>>

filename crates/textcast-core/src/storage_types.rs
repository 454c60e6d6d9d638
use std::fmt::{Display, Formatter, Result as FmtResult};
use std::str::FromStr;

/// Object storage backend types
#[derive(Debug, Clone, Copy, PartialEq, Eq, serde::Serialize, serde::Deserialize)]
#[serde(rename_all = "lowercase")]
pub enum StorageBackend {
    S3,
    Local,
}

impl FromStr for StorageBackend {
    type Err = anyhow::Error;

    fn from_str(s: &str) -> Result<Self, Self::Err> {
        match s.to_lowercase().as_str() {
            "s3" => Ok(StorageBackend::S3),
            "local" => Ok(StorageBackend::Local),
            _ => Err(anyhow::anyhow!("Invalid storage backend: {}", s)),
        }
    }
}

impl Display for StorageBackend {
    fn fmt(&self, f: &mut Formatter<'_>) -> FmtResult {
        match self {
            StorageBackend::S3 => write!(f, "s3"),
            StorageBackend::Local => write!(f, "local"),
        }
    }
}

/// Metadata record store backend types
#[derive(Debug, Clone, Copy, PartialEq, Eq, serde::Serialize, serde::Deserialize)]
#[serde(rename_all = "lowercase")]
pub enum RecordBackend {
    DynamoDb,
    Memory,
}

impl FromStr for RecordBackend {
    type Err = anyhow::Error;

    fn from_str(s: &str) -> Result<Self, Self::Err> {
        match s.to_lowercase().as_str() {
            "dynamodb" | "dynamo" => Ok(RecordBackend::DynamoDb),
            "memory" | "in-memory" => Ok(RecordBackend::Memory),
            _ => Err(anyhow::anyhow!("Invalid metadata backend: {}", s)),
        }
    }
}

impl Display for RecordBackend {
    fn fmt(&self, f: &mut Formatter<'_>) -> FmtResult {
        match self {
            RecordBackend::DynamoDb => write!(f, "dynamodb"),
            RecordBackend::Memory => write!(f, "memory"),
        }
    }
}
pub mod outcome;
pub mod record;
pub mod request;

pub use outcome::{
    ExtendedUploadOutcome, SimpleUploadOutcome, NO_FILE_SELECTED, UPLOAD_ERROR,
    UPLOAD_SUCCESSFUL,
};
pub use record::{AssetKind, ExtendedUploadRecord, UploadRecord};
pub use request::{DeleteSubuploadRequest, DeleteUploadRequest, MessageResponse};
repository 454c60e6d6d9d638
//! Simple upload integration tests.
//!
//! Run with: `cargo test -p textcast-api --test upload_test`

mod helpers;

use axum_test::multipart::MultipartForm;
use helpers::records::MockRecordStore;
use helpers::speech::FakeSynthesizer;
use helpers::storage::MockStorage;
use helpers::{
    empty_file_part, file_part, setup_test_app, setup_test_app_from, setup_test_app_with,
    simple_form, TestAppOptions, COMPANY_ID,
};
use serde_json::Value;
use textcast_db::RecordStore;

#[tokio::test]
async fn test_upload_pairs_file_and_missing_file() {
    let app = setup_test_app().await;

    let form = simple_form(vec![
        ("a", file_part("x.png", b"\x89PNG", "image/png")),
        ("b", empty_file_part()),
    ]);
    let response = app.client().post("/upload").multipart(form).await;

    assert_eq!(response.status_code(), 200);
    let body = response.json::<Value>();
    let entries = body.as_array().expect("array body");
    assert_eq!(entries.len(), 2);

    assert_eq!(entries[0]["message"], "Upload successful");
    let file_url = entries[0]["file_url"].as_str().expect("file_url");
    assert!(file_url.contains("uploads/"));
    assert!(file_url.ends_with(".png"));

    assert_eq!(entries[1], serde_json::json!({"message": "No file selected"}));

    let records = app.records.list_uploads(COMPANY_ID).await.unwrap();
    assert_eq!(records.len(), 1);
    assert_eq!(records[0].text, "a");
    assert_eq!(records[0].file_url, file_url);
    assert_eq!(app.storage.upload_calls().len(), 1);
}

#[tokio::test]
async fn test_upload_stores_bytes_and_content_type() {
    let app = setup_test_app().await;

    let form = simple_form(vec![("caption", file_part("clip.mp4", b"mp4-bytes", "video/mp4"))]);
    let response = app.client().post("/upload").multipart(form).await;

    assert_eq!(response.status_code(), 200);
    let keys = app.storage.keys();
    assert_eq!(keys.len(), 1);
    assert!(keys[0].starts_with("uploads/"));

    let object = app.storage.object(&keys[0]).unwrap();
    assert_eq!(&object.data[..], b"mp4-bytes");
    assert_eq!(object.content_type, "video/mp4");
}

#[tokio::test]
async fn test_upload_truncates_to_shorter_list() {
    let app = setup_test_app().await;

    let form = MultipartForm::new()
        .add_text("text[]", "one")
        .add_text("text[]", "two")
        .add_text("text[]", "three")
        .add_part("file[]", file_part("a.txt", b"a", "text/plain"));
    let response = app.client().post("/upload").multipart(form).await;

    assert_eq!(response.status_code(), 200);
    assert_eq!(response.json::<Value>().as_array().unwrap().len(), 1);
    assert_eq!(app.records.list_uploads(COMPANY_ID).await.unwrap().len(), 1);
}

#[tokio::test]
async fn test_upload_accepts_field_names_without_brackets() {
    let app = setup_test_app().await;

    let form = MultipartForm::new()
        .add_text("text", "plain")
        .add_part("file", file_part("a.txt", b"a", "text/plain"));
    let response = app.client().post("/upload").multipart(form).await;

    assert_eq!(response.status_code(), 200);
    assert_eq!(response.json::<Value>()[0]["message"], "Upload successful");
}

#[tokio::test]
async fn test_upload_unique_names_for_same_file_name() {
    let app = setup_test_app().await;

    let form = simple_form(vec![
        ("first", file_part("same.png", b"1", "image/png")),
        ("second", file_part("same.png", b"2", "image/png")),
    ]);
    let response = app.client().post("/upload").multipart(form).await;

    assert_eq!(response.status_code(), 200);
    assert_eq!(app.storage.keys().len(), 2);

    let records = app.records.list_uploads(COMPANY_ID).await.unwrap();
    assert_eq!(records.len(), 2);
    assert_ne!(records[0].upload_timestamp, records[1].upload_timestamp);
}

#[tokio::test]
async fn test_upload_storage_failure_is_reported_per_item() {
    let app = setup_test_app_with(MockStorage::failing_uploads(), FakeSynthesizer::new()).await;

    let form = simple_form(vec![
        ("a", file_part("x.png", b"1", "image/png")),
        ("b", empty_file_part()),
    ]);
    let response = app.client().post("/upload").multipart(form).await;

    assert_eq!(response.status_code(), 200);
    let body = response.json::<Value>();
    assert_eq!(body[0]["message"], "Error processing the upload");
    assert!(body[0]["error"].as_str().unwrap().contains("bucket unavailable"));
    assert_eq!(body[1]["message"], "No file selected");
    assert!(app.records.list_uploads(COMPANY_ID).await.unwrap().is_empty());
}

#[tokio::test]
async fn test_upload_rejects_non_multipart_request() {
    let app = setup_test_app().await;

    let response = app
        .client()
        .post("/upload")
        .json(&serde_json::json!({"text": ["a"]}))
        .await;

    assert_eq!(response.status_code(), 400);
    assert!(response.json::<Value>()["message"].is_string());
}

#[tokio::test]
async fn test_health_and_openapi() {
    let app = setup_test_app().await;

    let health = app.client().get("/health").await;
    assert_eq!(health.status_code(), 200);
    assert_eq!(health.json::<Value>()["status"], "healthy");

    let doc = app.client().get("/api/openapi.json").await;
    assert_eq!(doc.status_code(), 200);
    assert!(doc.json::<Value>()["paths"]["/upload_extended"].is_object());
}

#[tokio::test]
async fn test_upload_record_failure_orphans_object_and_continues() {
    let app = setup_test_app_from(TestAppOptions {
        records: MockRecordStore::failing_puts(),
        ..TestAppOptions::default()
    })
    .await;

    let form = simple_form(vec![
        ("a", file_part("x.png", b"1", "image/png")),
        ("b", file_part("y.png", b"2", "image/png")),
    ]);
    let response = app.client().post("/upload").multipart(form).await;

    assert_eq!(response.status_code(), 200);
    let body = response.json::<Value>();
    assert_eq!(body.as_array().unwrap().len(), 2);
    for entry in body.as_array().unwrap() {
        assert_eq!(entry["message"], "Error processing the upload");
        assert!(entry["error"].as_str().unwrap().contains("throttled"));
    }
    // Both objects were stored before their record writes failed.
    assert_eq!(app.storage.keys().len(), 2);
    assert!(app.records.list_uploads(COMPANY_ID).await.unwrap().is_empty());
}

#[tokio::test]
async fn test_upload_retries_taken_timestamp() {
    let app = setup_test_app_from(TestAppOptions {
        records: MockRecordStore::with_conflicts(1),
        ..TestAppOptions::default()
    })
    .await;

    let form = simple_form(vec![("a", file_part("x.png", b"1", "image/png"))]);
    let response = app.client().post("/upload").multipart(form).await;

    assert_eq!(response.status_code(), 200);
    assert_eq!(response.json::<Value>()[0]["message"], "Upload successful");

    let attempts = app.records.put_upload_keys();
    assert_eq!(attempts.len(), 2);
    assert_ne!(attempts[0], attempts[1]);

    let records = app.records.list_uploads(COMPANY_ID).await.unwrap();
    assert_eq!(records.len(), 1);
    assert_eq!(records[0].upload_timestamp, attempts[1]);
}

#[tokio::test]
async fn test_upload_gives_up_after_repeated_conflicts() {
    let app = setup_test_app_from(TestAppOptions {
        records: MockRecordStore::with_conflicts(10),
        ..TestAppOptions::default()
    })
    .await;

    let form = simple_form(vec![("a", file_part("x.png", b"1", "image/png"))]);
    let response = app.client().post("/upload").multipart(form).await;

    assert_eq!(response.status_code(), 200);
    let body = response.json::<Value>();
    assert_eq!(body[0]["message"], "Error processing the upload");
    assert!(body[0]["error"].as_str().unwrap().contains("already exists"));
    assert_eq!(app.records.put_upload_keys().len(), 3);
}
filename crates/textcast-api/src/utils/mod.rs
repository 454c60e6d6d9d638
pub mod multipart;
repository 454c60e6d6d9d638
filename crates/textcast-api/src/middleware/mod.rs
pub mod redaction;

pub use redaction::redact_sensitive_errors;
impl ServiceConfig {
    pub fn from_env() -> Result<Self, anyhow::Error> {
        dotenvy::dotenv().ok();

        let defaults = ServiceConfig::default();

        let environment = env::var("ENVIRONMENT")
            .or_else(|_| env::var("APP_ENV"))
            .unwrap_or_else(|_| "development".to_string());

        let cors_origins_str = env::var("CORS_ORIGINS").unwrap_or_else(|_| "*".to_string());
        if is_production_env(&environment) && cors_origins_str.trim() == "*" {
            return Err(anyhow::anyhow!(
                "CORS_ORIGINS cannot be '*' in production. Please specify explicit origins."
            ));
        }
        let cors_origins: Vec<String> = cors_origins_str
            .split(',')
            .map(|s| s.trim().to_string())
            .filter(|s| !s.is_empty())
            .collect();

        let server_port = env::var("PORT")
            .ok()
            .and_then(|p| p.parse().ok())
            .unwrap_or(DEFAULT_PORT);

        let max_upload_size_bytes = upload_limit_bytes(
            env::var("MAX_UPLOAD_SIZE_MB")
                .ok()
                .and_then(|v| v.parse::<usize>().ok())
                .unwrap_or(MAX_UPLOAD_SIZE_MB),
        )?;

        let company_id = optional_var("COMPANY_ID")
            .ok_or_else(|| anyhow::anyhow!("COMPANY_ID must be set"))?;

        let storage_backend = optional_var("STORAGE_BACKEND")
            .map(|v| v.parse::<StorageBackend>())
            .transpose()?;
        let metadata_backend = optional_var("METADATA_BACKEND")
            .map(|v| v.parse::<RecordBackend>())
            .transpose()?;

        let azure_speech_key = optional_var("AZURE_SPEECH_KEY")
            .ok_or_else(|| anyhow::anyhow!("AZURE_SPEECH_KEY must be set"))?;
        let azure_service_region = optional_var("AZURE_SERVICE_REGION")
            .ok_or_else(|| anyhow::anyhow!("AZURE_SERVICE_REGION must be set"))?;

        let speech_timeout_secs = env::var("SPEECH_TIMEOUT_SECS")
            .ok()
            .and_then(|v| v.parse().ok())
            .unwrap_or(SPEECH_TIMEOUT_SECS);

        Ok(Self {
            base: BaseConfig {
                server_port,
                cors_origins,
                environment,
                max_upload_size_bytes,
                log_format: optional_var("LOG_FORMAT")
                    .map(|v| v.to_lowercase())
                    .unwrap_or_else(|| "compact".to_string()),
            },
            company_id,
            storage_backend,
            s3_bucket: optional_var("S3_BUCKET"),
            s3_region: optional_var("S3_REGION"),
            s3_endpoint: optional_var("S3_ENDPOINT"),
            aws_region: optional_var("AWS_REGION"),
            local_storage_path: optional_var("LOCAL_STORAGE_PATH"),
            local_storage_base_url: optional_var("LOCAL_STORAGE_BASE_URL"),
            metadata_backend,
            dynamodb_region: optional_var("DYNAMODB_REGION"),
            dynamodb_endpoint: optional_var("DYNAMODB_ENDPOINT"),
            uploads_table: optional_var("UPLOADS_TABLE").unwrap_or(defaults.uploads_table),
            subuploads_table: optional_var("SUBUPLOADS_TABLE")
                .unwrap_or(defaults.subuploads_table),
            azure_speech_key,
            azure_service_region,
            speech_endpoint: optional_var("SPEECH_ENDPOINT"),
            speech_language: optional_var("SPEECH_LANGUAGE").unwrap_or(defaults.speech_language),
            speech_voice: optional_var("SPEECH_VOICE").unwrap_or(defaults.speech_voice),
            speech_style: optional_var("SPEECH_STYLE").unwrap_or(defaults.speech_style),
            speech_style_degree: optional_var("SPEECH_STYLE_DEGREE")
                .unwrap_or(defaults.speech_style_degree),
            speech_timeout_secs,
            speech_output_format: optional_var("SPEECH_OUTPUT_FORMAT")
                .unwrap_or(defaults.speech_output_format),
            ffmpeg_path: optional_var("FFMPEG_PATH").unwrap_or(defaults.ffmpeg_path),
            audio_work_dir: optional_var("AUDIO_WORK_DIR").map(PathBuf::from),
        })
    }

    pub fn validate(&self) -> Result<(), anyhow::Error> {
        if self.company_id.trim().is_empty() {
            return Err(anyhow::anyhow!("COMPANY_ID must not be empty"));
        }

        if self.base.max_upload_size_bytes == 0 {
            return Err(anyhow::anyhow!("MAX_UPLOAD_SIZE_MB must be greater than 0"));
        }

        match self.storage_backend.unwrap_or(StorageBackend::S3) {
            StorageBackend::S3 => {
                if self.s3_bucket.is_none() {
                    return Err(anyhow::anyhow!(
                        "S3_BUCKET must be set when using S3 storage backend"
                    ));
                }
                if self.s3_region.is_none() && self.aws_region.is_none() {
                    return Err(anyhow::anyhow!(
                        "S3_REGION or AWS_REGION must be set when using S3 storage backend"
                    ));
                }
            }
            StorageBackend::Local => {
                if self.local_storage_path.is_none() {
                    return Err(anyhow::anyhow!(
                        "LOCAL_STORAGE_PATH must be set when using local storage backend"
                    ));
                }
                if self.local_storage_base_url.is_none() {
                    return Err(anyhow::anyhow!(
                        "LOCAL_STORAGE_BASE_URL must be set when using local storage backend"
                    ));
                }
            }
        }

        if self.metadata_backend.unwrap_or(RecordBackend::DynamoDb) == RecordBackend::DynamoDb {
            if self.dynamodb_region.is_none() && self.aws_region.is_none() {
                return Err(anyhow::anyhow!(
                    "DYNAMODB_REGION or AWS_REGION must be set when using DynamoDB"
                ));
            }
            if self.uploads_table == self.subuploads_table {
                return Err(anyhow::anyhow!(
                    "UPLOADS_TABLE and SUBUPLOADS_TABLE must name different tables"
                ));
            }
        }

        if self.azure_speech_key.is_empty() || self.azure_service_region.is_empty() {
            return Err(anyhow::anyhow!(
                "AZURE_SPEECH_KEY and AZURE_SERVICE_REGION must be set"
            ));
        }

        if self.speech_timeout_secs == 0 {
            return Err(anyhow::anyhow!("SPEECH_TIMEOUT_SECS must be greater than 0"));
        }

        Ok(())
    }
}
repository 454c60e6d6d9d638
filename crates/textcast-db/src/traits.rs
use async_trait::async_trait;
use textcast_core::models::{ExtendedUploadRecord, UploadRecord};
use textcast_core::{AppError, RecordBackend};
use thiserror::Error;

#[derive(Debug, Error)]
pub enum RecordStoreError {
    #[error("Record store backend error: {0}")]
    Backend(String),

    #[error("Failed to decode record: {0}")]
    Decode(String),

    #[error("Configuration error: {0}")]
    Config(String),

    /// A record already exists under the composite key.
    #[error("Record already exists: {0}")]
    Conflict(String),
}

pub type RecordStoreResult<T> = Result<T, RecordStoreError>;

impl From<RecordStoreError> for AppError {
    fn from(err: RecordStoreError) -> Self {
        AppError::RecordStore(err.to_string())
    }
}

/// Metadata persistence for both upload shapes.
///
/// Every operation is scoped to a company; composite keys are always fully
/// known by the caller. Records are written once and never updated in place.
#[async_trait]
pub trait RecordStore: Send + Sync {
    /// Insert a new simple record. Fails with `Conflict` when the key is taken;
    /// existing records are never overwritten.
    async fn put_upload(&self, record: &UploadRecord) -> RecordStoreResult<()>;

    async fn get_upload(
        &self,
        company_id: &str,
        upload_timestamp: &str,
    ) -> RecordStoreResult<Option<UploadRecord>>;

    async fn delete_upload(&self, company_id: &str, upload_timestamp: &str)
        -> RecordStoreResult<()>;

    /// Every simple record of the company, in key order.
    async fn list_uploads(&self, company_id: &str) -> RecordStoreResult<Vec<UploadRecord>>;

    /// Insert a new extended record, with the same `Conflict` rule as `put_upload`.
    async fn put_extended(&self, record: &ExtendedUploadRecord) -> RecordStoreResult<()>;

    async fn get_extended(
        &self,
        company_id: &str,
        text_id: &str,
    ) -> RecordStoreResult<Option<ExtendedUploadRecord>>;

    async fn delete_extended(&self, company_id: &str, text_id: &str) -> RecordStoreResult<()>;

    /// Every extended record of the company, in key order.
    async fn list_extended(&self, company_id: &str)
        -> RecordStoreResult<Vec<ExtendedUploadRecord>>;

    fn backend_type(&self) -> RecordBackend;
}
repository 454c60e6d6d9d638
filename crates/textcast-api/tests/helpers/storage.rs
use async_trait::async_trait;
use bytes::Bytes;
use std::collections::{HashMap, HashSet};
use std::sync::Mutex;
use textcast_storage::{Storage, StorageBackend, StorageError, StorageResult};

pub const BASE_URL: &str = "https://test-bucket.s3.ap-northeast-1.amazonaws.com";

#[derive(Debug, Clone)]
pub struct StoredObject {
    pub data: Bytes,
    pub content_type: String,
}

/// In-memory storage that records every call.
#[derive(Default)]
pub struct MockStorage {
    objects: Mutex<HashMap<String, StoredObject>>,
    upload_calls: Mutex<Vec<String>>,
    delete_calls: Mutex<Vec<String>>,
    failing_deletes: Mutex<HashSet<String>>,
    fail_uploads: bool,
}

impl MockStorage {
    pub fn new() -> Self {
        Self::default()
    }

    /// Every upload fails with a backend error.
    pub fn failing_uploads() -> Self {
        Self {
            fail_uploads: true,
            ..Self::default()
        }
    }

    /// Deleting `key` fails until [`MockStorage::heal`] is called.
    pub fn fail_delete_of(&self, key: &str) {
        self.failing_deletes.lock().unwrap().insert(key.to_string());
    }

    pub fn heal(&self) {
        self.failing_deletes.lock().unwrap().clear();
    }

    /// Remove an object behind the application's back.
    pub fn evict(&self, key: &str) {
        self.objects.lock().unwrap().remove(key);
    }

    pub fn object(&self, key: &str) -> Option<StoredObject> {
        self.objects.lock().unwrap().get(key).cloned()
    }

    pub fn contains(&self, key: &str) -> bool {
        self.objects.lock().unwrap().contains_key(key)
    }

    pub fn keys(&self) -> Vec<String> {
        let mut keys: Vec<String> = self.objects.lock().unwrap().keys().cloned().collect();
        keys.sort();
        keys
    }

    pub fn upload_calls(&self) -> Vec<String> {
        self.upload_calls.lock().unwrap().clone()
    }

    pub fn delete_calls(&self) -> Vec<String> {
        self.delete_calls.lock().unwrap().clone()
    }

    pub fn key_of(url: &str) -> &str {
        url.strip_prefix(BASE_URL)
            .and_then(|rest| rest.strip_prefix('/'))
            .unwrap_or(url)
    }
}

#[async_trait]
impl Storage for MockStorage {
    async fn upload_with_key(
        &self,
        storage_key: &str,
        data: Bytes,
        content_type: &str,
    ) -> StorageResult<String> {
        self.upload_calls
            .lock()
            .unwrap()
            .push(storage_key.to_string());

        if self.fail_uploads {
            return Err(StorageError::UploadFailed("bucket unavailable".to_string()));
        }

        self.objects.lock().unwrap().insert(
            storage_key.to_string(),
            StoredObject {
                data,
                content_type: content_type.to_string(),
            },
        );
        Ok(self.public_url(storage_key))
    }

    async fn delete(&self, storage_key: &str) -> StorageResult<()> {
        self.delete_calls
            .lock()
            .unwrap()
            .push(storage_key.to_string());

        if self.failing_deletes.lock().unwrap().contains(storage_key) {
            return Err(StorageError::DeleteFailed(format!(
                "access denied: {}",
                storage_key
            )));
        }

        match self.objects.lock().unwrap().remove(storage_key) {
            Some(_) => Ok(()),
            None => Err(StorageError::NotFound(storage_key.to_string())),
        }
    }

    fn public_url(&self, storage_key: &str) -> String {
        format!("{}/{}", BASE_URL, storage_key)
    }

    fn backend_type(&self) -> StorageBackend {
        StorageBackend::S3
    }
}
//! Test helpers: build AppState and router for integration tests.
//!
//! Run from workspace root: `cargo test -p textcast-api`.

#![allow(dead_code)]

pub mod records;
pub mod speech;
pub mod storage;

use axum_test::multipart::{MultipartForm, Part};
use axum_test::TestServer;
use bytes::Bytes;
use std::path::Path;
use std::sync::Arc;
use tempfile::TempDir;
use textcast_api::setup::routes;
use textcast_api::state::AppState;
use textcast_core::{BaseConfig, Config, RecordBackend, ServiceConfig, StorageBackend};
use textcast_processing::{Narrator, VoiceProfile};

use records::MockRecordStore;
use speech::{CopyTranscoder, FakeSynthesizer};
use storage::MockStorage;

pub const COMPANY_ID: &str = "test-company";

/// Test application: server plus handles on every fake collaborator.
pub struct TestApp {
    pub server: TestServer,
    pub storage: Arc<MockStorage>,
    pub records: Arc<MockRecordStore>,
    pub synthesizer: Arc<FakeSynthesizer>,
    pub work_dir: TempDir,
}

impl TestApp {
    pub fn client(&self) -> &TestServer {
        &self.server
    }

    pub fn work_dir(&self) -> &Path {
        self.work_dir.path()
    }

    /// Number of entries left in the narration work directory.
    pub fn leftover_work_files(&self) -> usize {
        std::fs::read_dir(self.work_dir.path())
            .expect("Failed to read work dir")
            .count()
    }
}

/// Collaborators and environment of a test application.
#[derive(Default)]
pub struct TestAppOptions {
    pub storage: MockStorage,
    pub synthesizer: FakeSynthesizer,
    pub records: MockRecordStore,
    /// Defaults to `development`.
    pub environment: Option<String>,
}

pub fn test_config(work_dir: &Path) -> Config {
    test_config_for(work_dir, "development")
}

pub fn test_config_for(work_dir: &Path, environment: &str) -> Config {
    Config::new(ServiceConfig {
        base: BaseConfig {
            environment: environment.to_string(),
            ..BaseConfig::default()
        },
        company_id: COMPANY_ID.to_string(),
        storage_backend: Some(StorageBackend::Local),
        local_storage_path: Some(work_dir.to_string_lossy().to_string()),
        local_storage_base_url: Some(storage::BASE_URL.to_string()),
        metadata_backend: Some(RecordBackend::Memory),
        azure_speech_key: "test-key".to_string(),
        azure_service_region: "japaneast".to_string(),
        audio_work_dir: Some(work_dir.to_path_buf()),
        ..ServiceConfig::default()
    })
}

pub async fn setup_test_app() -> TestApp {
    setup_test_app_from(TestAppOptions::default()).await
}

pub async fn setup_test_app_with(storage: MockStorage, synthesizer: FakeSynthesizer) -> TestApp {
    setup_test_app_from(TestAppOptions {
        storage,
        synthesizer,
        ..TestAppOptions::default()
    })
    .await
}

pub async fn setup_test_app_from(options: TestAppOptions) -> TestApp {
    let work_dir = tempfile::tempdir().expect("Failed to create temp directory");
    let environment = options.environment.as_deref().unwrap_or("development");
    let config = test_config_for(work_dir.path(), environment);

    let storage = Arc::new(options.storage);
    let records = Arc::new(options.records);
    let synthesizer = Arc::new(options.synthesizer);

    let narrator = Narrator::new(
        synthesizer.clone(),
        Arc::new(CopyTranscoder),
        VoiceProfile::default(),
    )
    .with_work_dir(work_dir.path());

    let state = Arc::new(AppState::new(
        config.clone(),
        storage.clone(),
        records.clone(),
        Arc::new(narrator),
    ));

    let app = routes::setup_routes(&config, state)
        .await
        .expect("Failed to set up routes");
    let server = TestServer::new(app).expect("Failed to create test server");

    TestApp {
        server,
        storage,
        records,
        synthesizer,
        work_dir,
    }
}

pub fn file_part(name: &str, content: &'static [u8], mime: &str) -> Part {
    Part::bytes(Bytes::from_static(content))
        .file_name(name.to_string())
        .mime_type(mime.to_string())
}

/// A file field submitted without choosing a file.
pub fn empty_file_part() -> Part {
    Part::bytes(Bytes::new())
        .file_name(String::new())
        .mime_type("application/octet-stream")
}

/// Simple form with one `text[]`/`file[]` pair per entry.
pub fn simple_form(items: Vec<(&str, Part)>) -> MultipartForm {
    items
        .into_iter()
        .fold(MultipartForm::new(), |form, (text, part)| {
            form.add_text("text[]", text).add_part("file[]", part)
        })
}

<<

◆ EXERCISE AIM
Please reproduce, exactly as they appear above, the lines from the line containing "async fn test_upload_gives_up_after_repeated_conflicts()" up to and including the line containing "pub use redaction::redact_sensitive_errors;".

◆ ANSWER
async fn test_upload_gives_up_after_repeated_conflicts() {
    let app = setup_test_app_from(TestAppOptions {
        records: MockRecordStore::with_conflicts(10),
        ..TestAppOptions::default()
    })
    .await;

    let form = simple_form(vec![("a", file_part("x.png", b"1", "image/png"))]);
    let response = app.client().post("/upload").multipart(form).await;

    assert_eq!(response.status_code(), 200);
    let body = response.json::<Value>();
    assert_eq!(body[0]["message"], "Error processing the upload");
    assert!(body[0]["error"].as_str().unwrap().contains("already exists"));
    assert_eq!(app.records.put_upload_keys().len(), 3);
}
filename crates/textcast-api/src/utils/mod.rs
repository 454c60e6d6d9d638
pub mod multipart;
repository 454c60e6d6d9d638
filename crates/textcast-api/src/middleware/mod.rs
pub mod redaction;

pub use redaction::redact_sensitive_errors;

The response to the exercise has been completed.